[Start of section]

impl Storage {
    /// Open or create a storage database at the given path.
    ///
    /// Creates the parent directories and database file if they don't exist.
    /// Initializes the schema if this is a new database.
    ///
    /// # Errors
    ///
    /// Returns an error if the database cannot be opened or schema
    /// initialization fails.
    pub fn open(path: impl AsRef<Path>) -> Result<Self> {
        let path = path.as_ref().to_path_buf();

        if let Some(parent) = path.parent() {
            if !parent.exists() {
                std::fs::create_dir_all(parent).map_err(|source| Error::DirectoryCreate {
                    path: parent.to_path_buf(),
                    source,
                })?;
            }
        }

        debug!("Opening database at {}", path.display());
        let conn = Connection::open(&path).map_err(|source| Error::DatabaseOpen {
            path: path.clone(),
            source,
        })?;

        // WAL for concurrent reads, foreign keys for the mappings cascade
        conn.execute_batch(
            "PRAGMA journal_mode=WAL; PRAGMA synchronous=NORMAL; PRAGMA foreign_keys=ON;",
        )?;

        migrations::initialize_schema(&conn)?;

        info!("Database opened successfully at {}", path.display());
        Ok(Self { path, conn })
    }

    /// Create an in-memory storage instance for testing.
    ///
    /// # Errors
    ///
    /// Returns an error if the in-memory database cannot be created.
    pub fn open_in_memory() -> Result<Self> {
        let conn = Connection::open_in_memory().map_err(|source| Error::DatabaseOpen {
            path: PathBuf::from(":memory:"),
            source,
        })?;

        conn.execute_batch("PRAGMA foreign_keys=ON;")?;
        migrations::initialize_schema(&conn)?;

        Ok(Self {
            path: PathBuf::from(":memory:"),
            conn,
        })
    }

    /// Get the path to the database file.
    #[must_use]
    pub fn path(&self) -> &Path {
        &self.path
    }

    /// Insert a history entry together with its mappings.
    ///
    /// Returns the assigned ID, or `None` if the entry was deduplicated
    /// (an entry with the same original text already exists).
    ///
    /// # Errors
    ///
    /// Returns an error if the database operation fails.
    pub fn add_entry(&self, entry: &HistoryEntry) -> Result<Option<i64>> {
        if self.exists_by_hash(&entry.content_hash)? {
            debug!(
                "Skipping duplicate history entry with hash {}",
                &entry.content_hash[..16]
            );
            return Ok(None);
        }

        let tx = self.conn.unchecked_transaction()?;
        tx.execute(
            r"
            INSERT INTO history (timestamp, source_process, original_text, redacted_text, content_hash)
            VALUES (?1, ?2, ?3, ?4, ?5)
            ",
            params![
                entry.timestamp.to_rfc3339(),
                entry.source_process,
                entry.original_text,
                entry.redacted_text,
                entry.content_hash,
            ],
        )?;
        let id = tx.last_insert_rowid();

        for mapping in &entry.mappings {
            tx.execute(
                r"
                INSERT INTO mask_mappings (history_id, original_text, masked_text, category, position)
                VALUES (?1, ?2, ?3, ?4, ?5)
                ",
                params![
                    id,
                    mapping.original,
                    mapping.masked,
                    mapping.category,
                    i64::try_from(mapping.order).unwrap_or(i64::MAX),
                ],
            )?;
        }
        tx.commit()?;

        debug!("Inserted history entry with id {}", id);
        Ok(Some(id))
    }

    /// Check if an entry with the given hash already exists.
    fn exists_by_hash(&self, hash: &str) -> Result<bool> {
        let count: i32 = self.conn.query_row(
            "SELECT COUNT(*) FROM history WHERE content_hash = ?1",
            [hash],
            |row| row.get(0),
        )?;
        Ok(count > 0)
    }

    /// Get a history entry by its ID, mappings included.
    ///
    /// # Errors
    ///
    /// Returns an error if the database operation fails.
    pub fn get(&self, id: i64) -> Result<Option<HistoryEntry>> {
        let entry = self
            .conn
            .query_row(
                r"
                SELECT id, timestamp, source_process, original_text, redacted_text, content_hash
                FROM history WHERE id = ?1
                ",
                [id],
                Self::row_to_entry,
            )
            .optional()?;

        match entry {
            Some(mut entry) => {
                entry.mappings = self.mappings_for(id)?;
                Ok(Some(entry))
            }
            None => Ok(None),
        }
    }

    /// Get the most recent history entries, mappings included.
    ///
    /// # Errors
    ///
    /// Returns an error if the database operation fails.
    pub fn get_history(&self, limit: usize) -> Result<Vec<HistoryEntry>> {
        let mut stmt = self.conn.prepare(
            r"
            SELECT id, timestamp, source_process, original_text, redacted_text, content_hash
            FROM history ORDER BY timestamp DESC LIMIT ?1
            ",
        )?;

        let limit_i64 = i64::try_from(limit).unwrap_or(i64::MAX);
        let mut entries = stmt
            .query_map([limit_i64], Self::row_to_entry)?
            .collect::<std::result::Result<Vec<_>, _>>()?;

        for entry in &mut entries {
            if let Some(id) = entry.id {
                entry.mappings = self.mappings_for(id)?;
            }
        }
        Ok(entries)
    }

    /// Load the mappings belonging to one history row.
    fn mappings_for(&self, history_id: i64) -> Result<Vec<RedactionMapping>> {
        let mut stmt = self.conn.prepare(
            r"
            SELECT original_text, masked_text, category, position
            FROM mask_mappings WHERE history_id = ?1 ORDER BY position ASC
            ",
        )?;

        let mappings = stmt
            .query_map([history_id], |row| {
                let position: i64 = row.get(3)?;
                Ok(RedactionMapping {
                    original: row.get(0)?,
                    masked: row.get(1)?,
                    category: row.get(2)?,
                    order: usize::try_from(position).unwrap_or(usize::MAX),
                })
            })?
            .collect::<std::result::Result<Vec<_>, _>>()?;
        Ok(mappings)
    }

    /// Count total history entries in storage.
    ///
    /// # Errors
    ///
    /// Returns an error if the database operation fails.
    pub fn count(&self) -> Result<i64> {
        let count: i64 = self
            .conn
            .query_row("SELECT COUNT(*) FROM history", [], |row| row.get(0))?;
        Ok(count)
    }

    /// Delete a history entry by ID, cascading to its mappings.
    ///
    /// Returns `true` if an entry was deleted, `false` if not found.
    ///
    /// # Errors
    ///
    /// Returns an error if the database operation fails.
    pub fn delete(&self, id: i64) -> Result<bool> {
        let affected = self.conn.execute("DELETE FROM history WHERE id = ?1", [id])?;
        Ok(affected > 0)
    }

    /// Delete the entire history.
    ///
    /// Returns the number of entries deleted.
    ///
    /// # Errors
    ///
    /// Returns an error if the database operation fails.
    pub fn clear_history(&self) -> Result<usize> {
        let affected = self.conn.execute("DELETE FROM history", [])?;
        if affected > 0 {
            info!("Cleared {} history entries", affected);
        }
        Ok(affected)
    }

    /// Prune entries older than the given duration.
    ///
    /// Returns the number of entries deleted.
    ///
    /// # Errors
    ///
    /// Returns an error if the database operation fails.
    pub fn prune_older_than(&self, max_age: Duration) -> Result<usize> {
        let cutoff = Utc::now() - max_age;
        let cutoff_str = cutoff.to_rfc3339();

        let affected = self
            .conn
            .execute("DELETE FROM history WHERE timestamp < ?1", [cutoff_str])?;

        if affected > 0 {
            info!("Pruned {} old history entries", affected);
        }
        Ok(affected)
    }

    /// Prune entries to keep only the most recent N.
    ///
    /// Returns the number of entries deleted.
    ///
    /// # Errors
    ///
    /// Returns an error if the database operation fails.
    pub fn prune_keep_recent(&self, keep_count: usize) -> Result<usize> {
        let keep_i64 = i64::try_from(keep_count).unwrap_or(i64::MAX);
        let affected = self.conn.execute(
            r"
            DELETE FROM history WHERE id NOT IN (
                SELECT id FROM history ORDER BY timestamp DESC LIMIT ?1
            )
            ",
            [keep_i64],
        )?;

        if affected > 0 {
            info!("Pruned {} entries to keep {} recent", affected, keep_count);
        }
        Ok(affected)
    }

    /// Get database statistics.
    ///
    /// # Errors
    ///
    /// Returns an error if the database operation fails.
    pub fn stats(&self) -> Result<StorageStats> {
        let total_entries = self.count()?;

        let oldest: Option<String> = self
            .conn
            .query_row(
                "SELECT timestamp FROM history ORDER BY timestamp ASC LIMIT 1",
                [],
                |row| row.get(0),
            )
            .optional()?;

        let newest: Option<String> = self
            .conn
            .query_row(
                "SELECT timestamp FROM history ORDER BY timestamp DESC LIMIT 1",
                [],
                |row| row.get(0),
            )
            .optional()?;

        let oldest_entry = oldest
            .and_then(|s| DateTime::parse_from_rfc3339(&s).ok())
            .map(|dt| dt.with_timezone(&Utc));
        let newest_entry = newest
            .and_then(|s| DateTime::parse_from_rfc3339(&s).ok())
            .map(|dt| dt.with_timezone(&Utc));

        let db_size_bytes = if self.path.to_string_lossy() == ":memory:" {
            0
        } else {
            std::fs::metadata(&self.path).map(|m| m.len()).unwrap_or(0)
        };

        Ok(StorageStats {
            total_entries,
            oldest_entry,
            newest_entry,
            db_size_bytes,
        })
    }

    /// Convert a database row to a `HistoryEntry` without its mappings.
    fn row_to_entry(row: &rusqlite::Row) -> rusqlite::Result<HistoryEntry> {
        let id: i64 = row.get(0)?;
        let timestamp_str: String = row.get(1)?;
        let source_process: Option<String> = row.get(2)?;
        let original_text: String = row.get(3)?;
        let redacted_text: String = row.get(4)?;
        let content_hash: String = row.get(5)?;

        let timestamp = DateTime::parse_from_rfc3339(&timestamp_str)
            .map_or_else(|_| Utc::now(), |dt| dt.with_timezone(&Utc));

        Ok(HistoryEntry {
            id: Some(id),
            timestamp,
            source_process: source_process.unwrap_or_default(),
            original_text,
            redacted_text,
            content_hash,
            mappings: Vec::new(),
        })
    }
}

[End of section]

When the line containing "if let Some(parent)" is reached, include it and stop. Until then, output each line of the entries exactly as given, starting from the first.

(RESPONSE AREA)
impl Storage {
    /// Open or create a storage database at the given path.
    ///
    /// Creates the parent directories and database file if they don't exist.
    /// Initializes the schema if this is a new database.
    ///
    /// # Errors
    ///
    /// Returns an error if the database cannot be opened or schema
    /// initialization fails.
    pub fn open(path: impl AsRef<Path>) -> Result<Self> {
        let path = path.as_ref().to_path_buf();

        if let Some(parent) = path.parent() {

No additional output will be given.